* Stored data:
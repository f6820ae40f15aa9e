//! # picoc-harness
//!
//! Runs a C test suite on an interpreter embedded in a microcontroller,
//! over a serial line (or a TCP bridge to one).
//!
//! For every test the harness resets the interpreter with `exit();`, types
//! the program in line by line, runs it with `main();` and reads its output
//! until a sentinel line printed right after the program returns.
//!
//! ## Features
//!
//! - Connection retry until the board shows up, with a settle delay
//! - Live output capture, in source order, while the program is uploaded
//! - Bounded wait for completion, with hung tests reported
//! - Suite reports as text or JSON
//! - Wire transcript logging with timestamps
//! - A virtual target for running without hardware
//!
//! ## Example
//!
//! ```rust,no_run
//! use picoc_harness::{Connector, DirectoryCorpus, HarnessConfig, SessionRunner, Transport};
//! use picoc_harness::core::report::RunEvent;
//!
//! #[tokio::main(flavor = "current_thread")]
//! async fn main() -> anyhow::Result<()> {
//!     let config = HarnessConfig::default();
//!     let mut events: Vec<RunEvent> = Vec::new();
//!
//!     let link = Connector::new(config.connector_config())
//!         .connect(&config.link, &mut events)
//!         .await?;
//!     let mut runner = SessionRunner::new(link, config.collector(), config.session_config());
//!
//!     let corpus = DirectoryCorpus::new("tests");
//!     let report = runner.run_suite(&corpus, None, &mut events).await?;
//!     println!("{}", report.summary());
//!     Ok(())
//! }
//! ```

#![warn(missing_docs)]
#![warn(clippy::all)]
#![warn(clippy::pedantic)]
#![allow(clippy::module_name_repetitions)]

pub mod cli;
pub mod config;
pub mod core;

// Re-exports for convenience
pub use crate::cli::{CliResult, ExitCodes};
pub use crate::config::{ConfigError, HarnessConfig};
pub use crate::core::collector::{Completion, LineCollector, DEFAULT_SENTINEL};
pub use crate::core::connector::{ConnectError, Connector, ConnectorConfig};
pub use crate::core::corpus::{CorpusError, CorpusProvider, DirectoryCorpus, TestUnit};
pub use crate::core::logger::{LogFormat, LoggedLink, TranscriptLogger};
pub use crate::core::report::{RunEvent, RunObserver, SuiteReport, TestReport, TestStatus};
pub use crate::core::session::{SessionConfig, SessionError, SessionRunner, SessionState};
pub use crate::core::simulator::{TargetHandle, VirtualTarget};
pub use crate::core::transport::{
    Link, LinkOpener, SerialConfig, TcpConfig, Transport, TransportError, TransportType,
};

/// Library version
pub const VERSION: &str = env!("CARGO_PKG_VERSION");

==

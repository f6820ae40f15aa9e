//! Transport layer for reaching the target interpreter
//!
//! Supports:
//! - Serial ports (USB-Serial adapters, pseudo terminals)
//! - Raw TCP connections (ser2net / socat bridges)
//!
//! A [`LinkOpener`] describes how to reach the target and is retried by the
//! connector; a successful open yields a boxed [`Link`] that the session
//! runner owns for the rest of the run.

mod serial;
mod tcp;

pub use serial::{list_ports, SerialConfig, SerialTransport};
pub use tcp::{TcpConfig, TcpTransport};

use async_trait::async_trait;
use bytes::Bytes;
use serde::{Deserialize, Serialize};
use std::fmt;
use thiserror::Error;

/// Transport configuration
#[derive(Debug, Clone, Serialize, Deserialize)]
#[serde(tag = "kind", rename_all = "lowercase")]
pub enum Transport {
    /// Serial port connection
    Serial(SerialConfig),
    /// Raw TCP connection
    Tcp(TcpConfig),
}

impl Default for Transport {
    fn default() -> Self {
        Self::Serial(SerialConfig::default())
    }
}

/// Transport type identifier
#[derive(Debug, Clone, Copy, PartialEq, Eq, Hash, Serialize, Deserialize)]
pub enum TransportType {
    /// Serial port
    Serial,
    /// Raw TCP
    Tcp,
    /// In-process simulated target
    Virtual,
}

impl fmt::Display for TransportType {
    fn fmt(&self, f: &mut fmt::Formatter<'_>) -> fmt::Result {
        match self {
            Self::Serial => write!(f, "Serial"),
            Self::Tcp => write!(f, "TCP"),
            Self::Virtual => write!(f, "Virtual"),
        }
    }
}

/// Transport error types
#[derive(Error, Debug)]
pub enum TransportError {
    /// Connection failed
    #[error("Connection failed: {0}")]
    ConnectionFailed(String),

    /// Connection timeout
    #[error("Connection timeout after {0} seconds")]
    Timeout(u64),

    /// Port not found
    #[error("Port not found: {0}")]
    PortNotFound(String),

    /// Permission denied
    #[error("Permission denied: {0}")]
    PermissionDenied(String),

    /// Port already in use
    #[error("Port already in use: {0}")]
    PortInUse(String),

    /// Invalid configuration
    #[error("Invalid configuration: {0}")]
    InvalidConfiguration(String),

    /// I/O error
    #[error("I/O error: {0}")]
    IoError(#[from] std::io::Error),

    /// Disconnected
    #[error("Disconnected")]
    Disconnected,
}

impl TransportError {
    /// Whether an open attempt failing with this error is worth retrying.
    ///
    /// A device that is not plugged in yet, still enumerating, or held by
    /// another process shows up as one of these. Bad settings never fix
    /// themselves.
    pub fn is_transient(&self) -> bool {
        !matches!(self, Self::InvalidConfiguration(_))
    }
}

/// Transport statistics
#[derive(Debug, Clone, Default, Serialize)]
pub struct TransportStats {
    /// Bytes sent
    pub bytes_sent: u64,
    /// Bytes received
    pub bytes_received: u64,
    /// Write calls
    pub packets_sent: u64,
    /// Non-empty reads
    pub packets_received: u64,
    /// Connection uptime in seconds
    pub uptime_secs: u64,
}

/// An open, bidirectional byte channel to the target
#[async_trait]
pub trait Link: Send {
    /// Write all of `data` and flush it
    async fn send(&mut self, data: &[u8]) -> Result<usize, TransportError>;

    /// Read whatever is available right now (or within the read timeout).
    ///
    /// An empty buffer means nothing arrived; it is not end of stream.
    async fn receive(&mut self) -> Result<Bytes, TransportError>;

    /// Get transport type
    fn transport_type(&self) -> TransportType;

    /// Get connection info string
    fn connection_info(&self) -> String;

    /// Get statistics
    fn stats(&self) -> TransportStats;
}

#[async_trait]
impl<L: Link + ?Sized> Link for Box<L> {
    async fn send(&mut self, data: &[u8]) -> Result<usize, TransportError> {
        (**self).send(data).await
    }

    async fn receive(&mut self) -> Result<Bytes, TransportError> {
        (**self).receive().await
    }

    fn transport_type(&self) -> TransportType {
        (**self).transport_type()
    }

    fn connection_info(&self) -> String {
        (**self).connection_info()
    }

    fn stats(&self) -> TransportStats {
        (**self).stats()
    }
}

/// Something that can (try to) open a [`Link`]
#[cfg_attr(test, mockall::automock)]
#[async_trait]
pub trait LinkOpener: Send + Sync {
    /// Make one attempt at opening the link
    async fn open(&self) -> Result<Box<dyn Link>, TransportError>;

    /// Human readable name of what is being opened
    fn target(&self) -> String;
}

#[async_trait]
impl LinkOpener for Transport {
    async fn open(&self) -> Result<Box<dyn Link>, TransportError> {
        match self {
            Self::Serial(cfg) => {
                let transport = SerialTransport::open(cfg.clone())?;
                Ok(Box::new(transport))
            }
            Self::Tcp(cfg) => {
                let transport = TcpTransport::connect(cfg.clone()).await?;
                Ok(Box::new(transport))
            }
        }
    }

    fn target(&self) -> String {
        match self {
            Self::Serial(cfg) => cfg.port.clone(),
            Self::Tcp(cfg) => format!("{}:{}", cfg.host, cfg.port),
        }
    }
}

* Work to complete: Copy all the lines from the data above that hold the word "LinkOpener".

* Exercise solution:
    Link, LinkOpener, SerialConfig, TcpConfig, Transport, TransportError, TransportType,
//! A [`LinkOpener`] describes how to reach the target and is retried by the
pub trait LinkOpener: Send + Sync {
impl LinkOpener for Transport {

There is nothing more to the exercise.